use bitvec::vec::BitVec;

use crate::shape::error::ShapeError;
use crate::shape::geometry::{Point3D, PointCloud, Sphere};

/// Number of grid cells per side of the bounding box.
const UNITS_PER_SIDE: f32 = 8.0;

/// Uniform-grid spatial index over a fixed reference point cloud.
///
/// Built once, read-only afterwards, so it can be shared freely across
/// threads fingerprinting different molecules. Each reference point keeps
/// its index in the input cloud as its permanent identity; fingerprint bit
/// `i` means "reference point `i` is covered by at least one query sphere".
pub struct VolBox {
	sphere_scale: f32,
	xmin: f32,
	ymin: f32,
	zmin: f32,
	dx: f32,
	dy: f32,
	dz: f32,
	ixmax: usize,
	iymax: usize,
	izmax: usize,
	// Flat ix-major bucket array; each bucket lists reference point indices.
	buckets: Vec<Vec<u32>>,
	bucket_points: PointCloud,
}

impl VolBox {
	/// Build the grid in one pass over `points`.
	///
	/// Cell size is `extent / 8` per axis; a zero-extent axis collapses to
	/// a single cell instead of dividing by zero. `sphere_scale` multiplies
	/// every query sphere's radius (the ε of the fingerprint configuration).
	pub fn new(points: &[Point3D], sphere_scale: f32) -> Self {
		let mut xmin = 0.0f32;
		let mut xmax = 0.0f32;
		let mut ymin = 0.0f32;
		let mut ymax = 0.0f32;
		let mut zmin = 0.0f32;
		let mut zmax = 0.0f32;
		let mut first = true;
		for p in points {
			if first {
				xmin = p.x;
				xmax = p.x;
				ymin = p.y;
				ymax = p.y;
				zmin = p.z;
				zmax = p.z;
				first = false;
			} else {
				xmin = xmin.min(p.x);
				xmax = xmax.max(p.x);
				ymin = ymin.min(p.y);
				ymax = ymax.max(p.y);
				zmin = zmin.min(p.z);
				zmax = zmax.max(p.z);
			}
		}

		let dx = (xmax - xmin) / UNITS_PER_SIDE;
		let dy = (ymax - ymin) / UNITS_PER_SIDE;
		let dz = (zmax - zmin) / UNITS_PER_SIDE;

		let ixmax = if dx == 0.0 { 0 } else { UNITS_PER_SIDE as usize - 1 };
		let iymax = if dy == 0.0 { 0 } else { UNITS_PER_SIDE as usize - 1 };
		let izmax = if dz == 0.0 { 0 } else { UNITS_PER_SIDE as usize - 1 };

		let mut vb = Self {
			sphere_scale,
			xmin,
			ymin,
			zmin,
			dx,
			dy,
			dz,
			ixmax,
			iymax,
			izmax,
			buckets: vec![Vec::new(); (ixmax + 1) * (iymax + 1) * (izmax + 1)],
			bucket_points: PointCloud::new(),
		};
		vb.add_points(points);
		vb
	}

	fn add_points(&mut self, points: &[Point3D]) {
		self.bucket_points.reserve(points.len());
		for p in points {
			let ix = self.cell_coord(p.x, self.xmin, self.dx, self.ixmax);
			let iy = self.cell_coord(p.y, self.ymin, self.dy, self.iymax);
			let iz = self.cell_coord(p.z, self.zmin, self.dz, self.izmax);
			let cell = self.cell_index(ix, iy, iz);
			self.buckets[cell].push(self.bucket_points.len() as u32);
			self.bucket_points.push(*p);
		}
	}

	#[inline]
	fn cell_coord(&self, v: f32, min: f32, d: f32, max_index: usize) -> usize {
		if d == 0.0 {
			return 0;
		}
		let i = ((v - min) / d) as i64;
		i.clamp(0, max_index as i64) as usize
	}

	#[inline]
	fn cell_index(&self, ix: usize, iy: usize, iz: usize) -> usize {
		(ix * (self.iymax + 1) + iy) * (self.izmax + 1) + iz
	}

	/// Number of reference points indexed by this VolBox.
	pub fn len(&self) -> usize {
		self.bucket_points.len()
	}

	pub fn is_empty(&self) -> bool {
		self.bucket_points.is_empty()
	}

	/// OR in the coverage bits for every sphere, shifted by `offset`.
	///
	/// With `from_scratch` the buffer is resized to `len() + offset` and
	/// cleared first; otherwise it must already hold at least that many
	/// bits and existing bits are preserved (OR is idempotent).
	pub fn set_bits_for_spheres(
		&self,
		spheres: &[Sphere],
		bits: &mut BitVec,
		from_scratch: bool,
		offset: usize,
	) -> Result<(), ShapeError> {
		let needed = self.len() + offset;
		if from_scratch {
			bits.clear();
			bits.resize(needed, false);
		} else {
			validate_bits(bits, needed)?;
		}
		for sphere in spheres {
			self.set_bits_for_one_sphere_unchecked(sphere, bits, offset);
		}
		Ok(())
	}

	/// OR in the coverage bits for a single sphere.
	pub fn set_bits_for_one_sphere(
		&self,
		sphere: &Sphere,
		bits: &mut BitVec,
		offset: usize,
	) -> Result<(), ShapeError> {
		validate_bits(bits, self.len() + offset)?;
		self.set_bits_for_one_sphere_unchecked(sphere, bits, offset);
		Ok(())
	}

	/// Like `set_bits_for_spheres`, but each reference index is first
	/// reduced to `index % (len() >> num_folds)`.
	///
	/// The buffer must already be sized for the folded length; there is no
	/// from-scratch variant because folded regions are packed side by side
	/// in a larger fingerprint. Folding never loses a hit: any original
	/// index that would be set maps onto a slot that ends up set.
	pub fn set_folded_bits_for_spheres(
		&self,
		spheres: &[Sphere],
		bits: &mut BitVec,
		num_folds: u32,
		offset: usize,
	) -> Result<(), ShapeError> {
		let folded_size = self.folded_len(num_folds)?;
		validate_bits(bits, offset + folded_size)?;
		for sphere in spheres {
			self.set_folded_bits_for_one_sphere_unchecked(sphere, bits, offset, folded_size);
		}
		Ok(())
	}

	/// Fingerprint length after `num_folds` halvings.
	pub fn folded_len(&self, num_folds: u32) -> Result<usize, ShapeError> {
		// checked_shr: a fold count at or past the bit width folds to nothing.
		let folded = self.len().checked_shr(num_folds).unwrap_or(0);
		if folded == 0 && self.len() != 0 {
			return Err(ShapeError::InvalidFolds {
				num_folds,
				size: self.len(),
			});
		}
		Ok(folded)
	}

	/// Collect the reference points covered by any of the spheres.
	pub fn points_within_spheres(&self, spheres: &[Sphere]) -> Result<PointCloud, ShapeError> {
		let mut which = BitVec::new();
		self.set_bits_for_spheres(spheres, &mut which, true, 0)?;
		let mut contained = PointCloud::with_capacity(which.count_ones());
		for i in which.iter_ones() {
			contained.push(self.bucket_points[i]);
		}
		Ok(contained)
	}

	fn set_bits_for_one_sphere_unchecked(&self, sphere: &Sphere, bits: &mut BitVec, offset: usize) {
		let radius = sphere.radius * self.sphere_scale;
		let rsqr = radius * radius;
		for point_index in self.indices_in_cube(&sphere.center, radius) {
			let bit_index = point_index as usize + offset;
			// Skipping already-set bits is an optimization; OR is idempotent.
			if !bits[bit_index] {
				let p = &self.bucket_points[point_index as usize];
				if p.dist_sq(&sphere.center) <= rsqr {
					bits.set(bit_index, true);
				}
			}
		}
	}

	fn set_folded_bits_for_one_sphere_unchecked(
		&self,
		sphere: &Sphere,
		bits: &mut BitVec,
		offset: usize,
		folded_size: usize,
	) {
		if folded_size == 0 {
			return;
		}
		let radius = sphere.radius * self.sphere_scale;
		let rsqr = radius * radius;
		for point_index in self.indices_in_cube(&sphere.center, radius) {
			let bit_index = (point_index as usize % folded_size) + offset;
			if !bits[bit_index] {
				let p = &self.bucket_points[point_index as usize];
				if p.dist_sq(&sphere.center) <= rsqr {
					bits.set(bit_index, true);
				}
			}
		}
	}

	/// Broad phase: candidate point indices from all buckets intersecting
	/// the sphere's axis-aligned bounding cube, clamped to the grid.
	fn indices_in_cube(&self, center: &Point3D, radius: f32) -> Vec<u32> {
		let (x0, xf) = self.cell_range(center.x, radius, self.xmin, self.dx, self.ixmax);
		let (y0, yf) = self.cell_range(center.y, radius, self.ymin, self.dy, self.iymax);
		let (z0, zf) = self.cell_range(center.z, radius, self.zmin, self.dz, self.izmax);

		let mut result = Vec::new();
		for ix in x0..=xf {
			for iy in y0..=yf {
				for iz in z0..=zf {
					result.extend_from_slice(&self.buckets[self.cell_index(ix, iy, iz)]);
				}
			}
		}
		result
	}

	#[inline]
	fn cell_range(&self, v: f32, radius: f32, min: f32, d: f32, max_index: usize) -> (usize, usize) {
		if d == 0.0 {
			return (0, 0);
		}
		let lo = (((v - radius - min) / d) as i64).clamp(0, max_index as i64) as usize;
		let hi = (((v + radius - min) / d) as i64).clamp(0, max_index as i64) as usize;
		(lo, hi)
	}
}

fn validate_bits(bits: &BitVec, needed: usize) -> Result<(), ShapeError> {
	if bits.len() < needed {
		return Err(ShapeError::BitBufferTooSmall {
			have: bits.len(),
			need: needed,
		});
	}
	Ok(())
}

#[cfg(test)]
mod tests {
	use super::*;
	use crate::shape::hammersley::{EllipsoidParams, Hammersley};

	fn test_sphere_cloud() -> PointCloud {
		Hammersley::ellipsoid(&EllipsoidParams {
			num_points: 4096,
			scale: 11.0,
			a: 1.0,
			b: 1.0,
			c: 1.0,
		})
	}

	fn brute_force_bits(cloud: &[Point3D], sphere: &Sphere) -> BitVec {
		let mut bits = BitVec::repeat(false, cloud.len());
		let rsqr = sphere.radius * sphere.radius;
		for (i, p) in cloud.iter().enumerate() {
			if p.dist_sq(&sphere.center) <= rsqr {
				bits.set(i, true);
			}
		}
		bits
	}

	#[test]
	fn every_point_lands_in_exactly_one_bucket() {
		let cloud = test_sphere_cloud();
		let vb = VolBox::new(&cloud, 1.0);
		let mut seen = vec![0u32; vb.len()];
		for bucket in &vb.buckets {
			for &i in bucket {
				seen[i as usize] += 1;
			}
		}
		assert!(seen.iter().all(|&count| count == 1));
	}

	#[test]
	fn query_matches_brute_force_distance_test() {
		let cloud = test_sphere_cloud();
		let vb = VolBox::new(&cloud, 1.0);
		for sphere in [
			Sphere::new(0.0, 0.0, 0.0, 3.0),
			Sphere::new(5.0, -2.0, 1.0, 4.5),
			Sphere::new(-10.0, 0.0, 0.0, 2.0),
		] {
			let mut bits = BitVec::new();
			vb.set_bits_for_spheres(&[sphere], &mut bits, true, 0).unwrap();
			assert_eq!(bits, brute_force_bits(&cloud, &sphere));
		}
	}

	#[test]
	fn giant_sphere_covers_every_point() {
		let cloud = test_sphere_cloud();
		let vb = VolBox::new(&cloud, 1.0);
		let mut bits = BitVec::repeat(false, vb.len());
		vb.set_bits_for_one_sphere(&Sphere::new(0.0, 0.0, 0.0, 22.0), &mut bits, 0)
			.unwrap();
		assert_eq!(bits.count_ones(), vb.len());
	}

	#[test]
	fn sphere_scale_multiplies_query_radius() {
		let cloud = test_sphere_cloud();
		let vb = VolBox::new(&cloud, 2.0);
		let query = Sphere::new(0.0, 0.0, 0.0, 3.0);
		let mut bits = BitVec::new();
		vb.set_bits_for_spheres(&[query], &mut bits, true, 0).unwrap();
		// Scaled query behaves like an unscaled query of twice the radius.
		assert_eq!(bits, brute_force_bits(&cloud, &Sphere::new(0.0, 0.0, 0.0, 6.0)));
	}

	#[test]
	fn short_buffer_is_a_size_mismatch_error() {
		let cloud = test_sphere_cloud();
		let vb = VolBox::new(&cloud, 1.0);
		let mut bits = BitVec::repeat(false, vb.len() - 1);
		let err = vb
			.set_bits_for_spheres(&[Sphere::new(0.0, 0.0, 0.0, 1.0)], &mut bits, false, 0)
			.unwrap_err();
		assert!(matches!(err, ShapeError::BitBufferTooSmall { .. }));
	}

	#[test]
	fn offset_shifts_all_set_bits() {
		let cloud = test_sphere_cloud();
		let vb = VolBox::new(&cloud, 1.0);
		let sphere = Sphere::new(0.0, 0.0, 0.0, 4.0);
		let offset = 17;

		let mut plain = BitVec::new();
		vb.set_bits_for_spheres(&[sphere], &mut plain, true, 0).unwrap();
		let mut shifted = BitVec::new();
		vb.set_bits_for_spheres(&[sphere], &mut shifted, true, offset).unwrap();

		assert_eq!(shifted.len(), vb.len() + offset);
		for i in 0..vb.len() {
			assert_eq!(plain[i], shifted[i + offset]);
		}
	}

	#[test]
	fn repeated_or_is_idempotent() {
		let cloud = test_sphere_cloud();
		let vb = VolBox::new(&cloud, 1.0);
		let spheres = vec![Sphere::new(1.0, 1.0, 1.0, 3.0), Sphere::new(-2.0, 0.0, 0.5, 2.0)];

		let mut once = BitVec::repeat(false, vb.len());
		vb.set_bits_for_spheres(&spheres, &mut once, false, 0).unwrap();
		let mut twice = once.clone();
		vb.set_bits_for_spheres(&spheres, &mut twice, false, 0).unwrap();
		assert_eq!(once, twice);
	}

	#[test]
	fn folding_never_loses_a_hit() {
		let cloud = test_sphere_cloud();
		let vb = VolBox::new(&cloud, 1.0);
		let spheres = vec![Sphere::new(0.0, 0.0, 0.0, 5.0), Sphere::new(6.0, 3.0, -1.0, 2.5)];

		for num_folds in 1..=3u32 {
			let folded_size = vb.folded_len(num_folds).unwrap();

			let mut full = BitVec::new();
			vb.set_bits_for_spheres(&spheres, &mut full, true, 0).unwrap();
			let mut folded = BitVec::repeat(false, folded_size);
			vb.set_folded_bits_for_spheres(&spheres, &mut folded, num_folds, 0)
				.unwrap();

			// Image of the full-resolution bits under the folding map.
			let mut expected: BitVec = BitVec::repeat(false, folded_size);
			for i in full.iter_ones() {
				expected.set(i % folded_size, true);
			}
			assert_eq!(folded, expected);
		}
	}

	#[test]
	fn oversized_fold_counts_are_rejected_not_masked() {
		let cloud: PointCloud = (0..16)
			.map(|i| Point3D::new(i as f32, 0.0, 0.0))
			.collect();
		let vb = VolBox::new(&cloud, 1.0);

		assert_eq!(vb.folded_len(2).unwrap(), 4);
		// Folding a 16-point box 5+ times leaves nothing.
		assert!(matches!(vb.folded_len(5), Err(ShapeError::InvalidFolds { .. })));
		// Shift counts at or past the usize width must error, not wrap.
		assert!(matches!(vb.folded_len(64), Err(ShapeError::InvalidFolds { .. })));
		assert!(matches!(
			vb.folded_len(usize::BITS + 1),
			Err(ShapeError::InvalidFolds { .. })
		));

		// An empty box folds to an empty fingerprint at any fold count.
		let empty = VolBox::new(&[], 1.0);
		assert_eq!(empty.folded_len(64).unwrap(), 0);
	}

	#[test]
	fn degenerate_planar_cloud_builds_a_flat_grid() {
		// All points share z = 0; the z axis collapses to a single cell.
		let cloud: PointCloud = (0..64)
			.map(|i| Point3D::new((i % 8) as f32, (i / 8) as f32, 0.0))
			.collect();
		let vb = VolBox::new(&cloud, 1.0);
		assert_eq!(vb.len(), 64);

		let mut bits = BitVec::new();
		vb.set_bits_for_spheres(&[Sphere::new(3.5, 3.5, 0.0, 20.0)], &mut bits, true, 0)
			.unwrap();
		assert_eq!(bits.count_ones(), 64);
	}
}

————

- **PROBLEM TO WORK ON**: Look through the entries above, find each line containing "seen", and copy it.

- **OUTPUT FOR THIS TASK**:
		let mut seen = vec![0u32; vb.len()];
				seen[i as usize] += 1;
		assert!(seen.iter().all(|&count| count == 1));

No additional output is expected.